Aim of the task:
Print word for word the first line of the records below and every following line through the one containing "ties every stage"; print nothing else.

Supplied material:
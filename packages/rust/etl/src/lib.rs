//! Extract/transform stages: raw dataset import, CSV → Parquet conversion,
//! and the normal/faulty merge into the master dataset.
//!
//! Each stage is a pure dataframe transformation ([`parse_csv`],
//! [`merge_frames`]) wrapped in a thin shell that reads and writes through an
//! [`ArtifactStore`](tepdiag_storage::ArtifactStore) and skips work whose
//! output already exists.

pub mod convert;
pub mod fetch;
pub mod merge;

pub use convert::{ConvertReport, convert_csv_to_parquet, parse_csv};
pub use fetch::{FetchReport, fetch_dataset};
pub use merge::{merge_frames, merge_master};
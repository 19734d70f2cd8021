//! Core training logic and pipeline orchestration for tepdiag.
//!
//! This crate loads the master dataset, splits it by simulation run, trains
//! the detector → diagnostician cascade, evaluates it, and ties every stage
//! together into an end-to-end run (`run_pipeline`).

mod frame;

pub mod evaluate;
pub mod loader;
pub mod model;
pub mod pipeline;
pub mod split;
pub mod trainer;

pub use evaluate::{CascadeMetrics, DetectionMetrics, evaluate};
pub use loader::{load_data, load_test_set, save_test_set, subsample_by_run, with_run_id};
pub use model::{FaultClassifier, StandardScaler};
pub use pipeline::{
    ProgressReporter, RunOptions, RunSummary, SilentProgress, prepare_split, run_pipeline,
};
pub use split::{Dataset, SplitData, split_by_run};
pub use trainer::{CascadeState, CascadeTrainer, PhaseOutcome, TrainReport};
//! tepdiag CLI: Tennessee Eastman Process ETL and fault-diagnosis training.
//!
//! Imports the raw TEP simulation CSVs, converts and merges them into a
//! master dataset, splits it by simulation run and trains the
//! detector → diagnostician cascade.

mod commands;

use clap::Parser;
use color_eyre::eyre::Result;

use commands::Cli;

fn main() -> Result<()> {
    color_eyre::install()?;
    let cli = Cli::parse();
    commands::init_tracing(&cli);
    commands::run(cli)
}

Answer space:
filename packages/rust/etl/src/lib.rs
//! Extract/transform stages: raw dataset import, CSV → Parquet conversion,
//! and the normal/faulty merge into the master dataset.
//!
//! Each stage is a pure dataframe transformation ([`parse_csv`],
//! [`merge_frames`]) wrapped in a thin shell that reads and writes through an
//! [`ArtifactStore`](tepdiag_storage::ArtifactStore) and skips work whose
//! output already exists.

pub mod convert;
pub mod fetch;
pub mod merge;

pub use convert::{ConvertReport, convert_csv_to_parquet, parse_csv};
pub use fetch::{FetchReport, fetch_dataset};
pub use merge::{merge_frames, merge_master};
repository 19734d70f2cd8021
//! Core training logic and pipeline orchestration for tepdiag.
//!
//! This crate loads the master dataset, splits it by simulation run, trains
//! the detector → diagnostician cascade, evaluates it, and ties every stage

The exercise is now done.